A heat engine consists of three essential components: a hot reservoir that serves as the heat source, a working substance that transfers heat during cyclic operation, and a cold reservoir acting as the heat sink. The working substance absorbs heat from the hot reservoir, converts part of it into useful mechanical work, and rejects the remaining heat to the cold reservoir.
Q2: How is thermal efficiency calculated in a heat engine?
Thermal efficiency is defined as the ratio of useful work output to the total heat absorbed from the hot reservoir during each cycle. It represents what we get out divided by what we put in. In practical heat engines, efficiency is always less than unity because it is impossible to convert all absorbed heat into work; some heat is always lost to the cold reservoir.
Q3: Why can't a heat engine convert all heat into work?
According to the first law of thermodynamics, in an ideal reversible heat engine, the change in internal energy is zero. This means the heat absorbed must equal the work done plus the heat rejected. Therefore, some heat must always be transferred to the cold reservoir, making it thermodynamically impossible to achieve 100% efficiency or convert all heat into mechanical work.
Q4: What is the difference between ideal and practical heat engines?
An ideal reversible heat engine operates with zero change in internal energy and represents the theoretical maximum efficiency. Practical heat engines always have efficiency less than this ideal value due to irreversibilities such as friction, heat losses through engine walls, and incomplete combustion. Real engines like power plants and internal combustion engines cannot achieve the theoretical efficiency of reversible engines.
Q5: How do power plants and internal combustion engines function as heat engines?
Power plants use steam generated at high temperatures to drive electric generators, then release waste heat to the atmosphere or water bodies as the cold reservoir. Internal combustion engines use a hot gas-air mixture to push pistons and produce mechanical work, similarly rejecting heat to the surrounding atmosphere. Both extract heat from a high-temperature source and convert part of it into useful work.
Q6: What role do the hot and cold reservoirs play in heat engine operation?

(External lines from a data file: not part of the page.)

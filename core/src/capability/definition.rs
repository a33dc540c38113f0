// rill/src/capability/definition.rs

//! The `Capability` trait and the default behaviour of its optional method.

use tracing::{event, Level};

/// Response of [`default_try_me_again`] to an empty message.
pub const EMPTY_MESSAGE_RESPONSE: &str = "You didn't send nothing to me";

/// A capability with one mandatory operation and one operation that carries a
/// built-in fallback.
///
/// `try_me_again` was added after `try_me`. Its provided body delegates to
/// [`default_try_me_again`], so implementations written before it existed keep
/// compiling unchanged. An implementation that overrides it can still call the
/// free function to reuse the default.
pub trait Capability: Send + Sync {
  /// Every implementation supplies its own behaviour.
  fn try_me(&self, message: &str) -> String;

  fn try_me_again(&self, message: &str) -> String {
    default_try_me_again(message)
  }
}

/// The fallback behind [`Capability::try_me_again`].
///
/// Returns [`EMPTY_MESSAGE_RESPONSE`] for an empty message, and echoes any
/// other message.
pub fn default_try_me_again(message: &str) -> String {
  if message.is_empty() {
    event!(Level::DEBUG, "Default try_me_again received an empty message.");
    return EMPTY_MESSAGE_RESPONSE.to_string();
  }
  format!("You sent this message again: {}", message)
}

impl<C> Capability for Box<C>
where
  C: Capability + ?Sized,
{
  fn try_me(&self, message: &str) -> String {
    (**self).try_me(message)
  }

  // Forward explicitly, otherwise an override on `C` would be hidden by the default.
  fn try_me_again(&self, message: &str) -> String {
    (**self).try_me_again(message)
  }
}
// tests/error_handling_tests.rs
mod common;

use common::*;
use rill::{Pipeline, RillError, StageKind};

#[test]
fn test_malformed_numeric_text_aborts_terminal_operation() {
  setup_tracing();
  let mut values = canonical_values();
  values.insert(3, "valor x".to_string());

  let result = Pipeline::source(values).map(strip_label).try_map(parse_value).sum();
  match result {
    Err(RillError::Transformation {
      stage_index,
      stage,
      source,
    }) => {
      assert_eq!(stage_index, 1);
      assert_eq!(stage, StageKind::TryMap);
      assert!(source.downcast_ref::<std::num::ParseIntError>().is_some());
    }
    other => panic!("Expected RillError::Transformation, got {:?}", other),
  }
}

#[test]
fn test_transformation_error_returns_no_partial_result() {
  setup_tracing();
  let seen = new_counter();
  let result = Pipeline::source(vec!["1", "2", "oops", "4"])
    .try_map(|text| text.parse::<i32>())
    .peek(counting::<i32>(&seen))
    .to_vec();

  assert!(result.is_err());
  // The two good elements flowed through before the failure stopped the pass.
  assert_eq!(count_of(&seen), 2);
}

#[test]
fn test_transformation_error_message() {
  setup_tracing();
  let err = Pipeline::source(vec!["7", "seven"])
    .try_map(|text| text.parse::<u8>())
    .count()
    .unwrap_err();
  let message = err.to_string();
  assert!(message.contains("stage #0"));
  assert!(message.contains("try_map"));
  assert!(message.contains("invalid digit found in string"));
}

#[test]
fn test_transformation_error_passes_through_later_stages() {
  setup_tracing();
  // The failing element is neither filtered, skipped nor sorted away.
  let err = Pipeline::source(vec!["3", "x", "1"])
    .try_map(|text| text.parse::<i32>())
    .filter(|v| *v > 100)
    .skip(5)
    .sorted()
    .find_first()
    .unwrap_err();
  assert!(err.is_transformation());
}

#[test]
fn test_transformation_error_inside_flat_map_sub_pipeline() {
  setup_tracing();
  let err = Pipeline::source(vec![vec!["1", "2"], vec!["3", "four"]])
    .flat_map(|texts| Pipeline::source(texts).try_map(|text| text.parse::<i32>()))
    .sum()
    .unwrap_err();
  assert!(err.is_transformation());
}

#[test]
fn test_fallible_stage_accepts_anyhow_errors() {
  setup_tracing();
  let err = Pipeline::source(vec![1, 2, 3])
    .try_map(|v| {
      if v == 2 {
        anyhow::bail!("two is not allowed");
      }
      Ok(v)
    })
    .count()
    .unwrap_err();
  match err {
    RillError::Transformation { source, .. } => assert_eq!(source.to_string(), "two is not allowed"),
    other => panic!("Expected RillError::Transformation, got {:?}", other),
  }
}

#[test]
fn test_try_for_each_reports_consumer_error() {
  setup_tracing();
  let mut accepted = Vec::new();
  let err = numbers_pipeline()
    .try_for_each(|v| {
      if v < 10 {
        return Err(TestError::Rejected(v));
      }
      accepted.push(v);
      Ok(())
    })
    .unwrap_err();

  assert_eq!(accepted, vec![10, 11, 12, 13, 14]);
  match err {
    RillError::External { source } => {
      assert_eq!(source.downcast_ref::<TestError>(), Some(&TestError::Rejected(5)));
    }
    other => panic!("Expected RillError::External, got {:?}", other),
  }
}

#[test]
fn test_rill_error_round_trips_through_anyhow() {
  setup_tracing();
  let consumed = Pipeline::source(vec![1]);
  consumed.count().unwrap();
  let inner_err = consumed.count().unwrap_err();

  // A consumer that bubbles a RillError up through anyhow gets the original back.
  let err = Pipeline::source(vec![1])
    .try_for_each(|_| -> anyhow::Result<()> { Err(anyhow::Error::new(RillError::Internal("nested".to_string()))) })
    .unwrap_err();
  assert!(matches!(err, RillError::Internal(ref message) if message == "nested"));

  let converted = RillError::from(anyhow::Error::new(inner_err));
  assert!(converted.is_already_consumed());
}

#[test]
fn test_transformation_failure_event_carries_label() {
  setup_tracing();
  let (result, logs) = capture_errors(|| {
    Pipeline::builder()
      .label("audited")
      .source(vec!["1", "one"])
      .try_map(|text| text.parse::<i32>())
      .to_vec()
  });
  assert!(result.unwrap_err().is_transformation());

  let output = logs.contents();
  let event = output
    .lines()
    .find(|line| line.contains("Stage transformation failed."))
    .unwrap_or_else(|| panic!("Expected a transformation failure event, got {:?}", output));
  assert!(event.contains("label=audited"));
  assert!(event.contains("stage_index=0"));
}
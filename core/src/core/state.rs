// rill/src/core/state.rs

//! The one-shot consumption state shared by a pipeline and everything derived from it.

use crate::error::{RillError, RillResult};
use parking_lot::Mutex;
use std::sync::Arc;

/// Whether a pipeline's traversal has been started.
#[derive(Debug, Clone, Copy, PartialEq, Eq)]
pub enum PipelineState {
  /// No terminal operation has run yet.
  Unconsumed,
  /// A terminal operation has started (or finished) the traversal.
  /// Every further terminal call fails with `RillError::AlreadyConsumed`.
  Consumed,
}

/// Shared, interior-mutable `PipelineState`.
///
/// Cloning shares the same state: a pipeline, its clones and every pipeline
/// derived from it through chaining all observe a single flag.
#[derive(Debug)]
pub(crate) struct ConsumptionState(Arc<Mutex<PipelineState>>);

impl ConsumptionState {
  pub(crate) fn new() -> Self {
    ConsumptionState(Arc::new(Mutex::new(PipelineState::Unconsumed)))
  }

  pub(crate) fn get(&self) -> PipelineState {
    *self.0.lock()
  }

  pub(crate) fn is_consumed(&self) -> bool {
    self.get() == PipelineState::Consumed
  }

  /// Moves the state from `Unconsumed` to `Consumed`.
  ///
  /// The check and the transition happen under one lock, so only the first
  /// caller ever gets `Ok`.
  pub(crate) fn begin(&self, operation: &'static str) -> RillResult<()> {
    let mut guard = self.0.lock();
    match *guard {
      PipelineState::Unconsumed => {
        *guard = PipelineState::Consumed;
        Ok(())
      }
      PipelineState::Consumed => Err(RillError::AlreadyConsumed { operation }),
    }
  }
}

impl Clone for ConsumptionState {
  fn clone(&self) -> Self {
    ConsumptionState(Arc::clone(&self.0))
  }
}
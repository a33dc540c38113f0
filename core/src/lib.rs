// src/lib.rs

//! Rill: lazy, single-pass, composable sequence pipelines for Rust.
//!
//! A `Pipeline<T>` wraps a source sequence and lets you chain lazy stages
//! over it, terminated by exactly one evaluating operation:
//!  - Intermediate stages: `map`, `try_map`, `filter`, `flat_map`, `sorted`, `skip`, `limit`, `peek`.
//!  - Terminal operations: `count`, `to_vec`, `collect`, `reduce`, `fold`, `sum`,
//!    `find_first`, `any_match`, `min`, `max`, `for_each`, ...
//!  - One-shot consumption: a second terminal operation on the same pipeline (or
//!    a clone, or anything derived from it) fails with `RillError::AlreadyConsumed`.
//!  - Fallible stages whose errors abort the running terminal operation.
//!
//! The crate also ships the `Capability` trait, an interface whose newer method
//! carries a default body.

pub mod capability;
pub mod core;
pub mod error;
pub mod pipeline;

// --- Re-exports for the Public API ---

pub use crate::core::stage::{StageDef, StageKind};
pub use crate::core::state::PipelineState;

pub use crate::pipeline::builder::{PipelineBuilder, PipelineConfig};
pub use crate::pipeline::definition::Pipeline;

pub use crate::capability::{default_try_me_again, Capability, FunctionalCapability, EMPTY_MESSAGE_RESPONSE};

pub use crate::error::{RillError, RillResult, ALREADY_CONSUMED_MESSAGE};

/*
    Core Workflow:
    1. Create a pipeline over any `IntoIterator`: `Pipeline::source(values)`,
       or `Pipeline::builder().label("numbers").source(values)`.
    2. Chain stages. Each one takes the pipeline by value and returns a new lazy
       pipeline; nothing is pulled from the source yet.
    3. Call one terminal operation. It marks the pipeline consumed, runs the single
       traversal and returns `RillResult<_>`.
    4. Need the data again? Build a new pipeline from the backing collection.
*/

The hot reservoir at temperature Th provides the heat energy Qh that drives the engine, while the cold reservoir at temperature Tc receives the rejected heat Qc. The temperature difference between these reservoirs enables the engine to perform work W. Without both reservoirs at different temperatures, no net work can be extracted from the system.
Q7: What does the first law of thermodynamics tell us about heat engine operation?
The first law of thermodynamics states that energy is conserved: the heat absorbed from the source equals the work output plus the heat rejected to the sink. For an ideal reversible heat engine, the internal energy change is zero, confirming this energy balance. This fundamental principle explains why efficiency must always be less than unity in any real heat engine.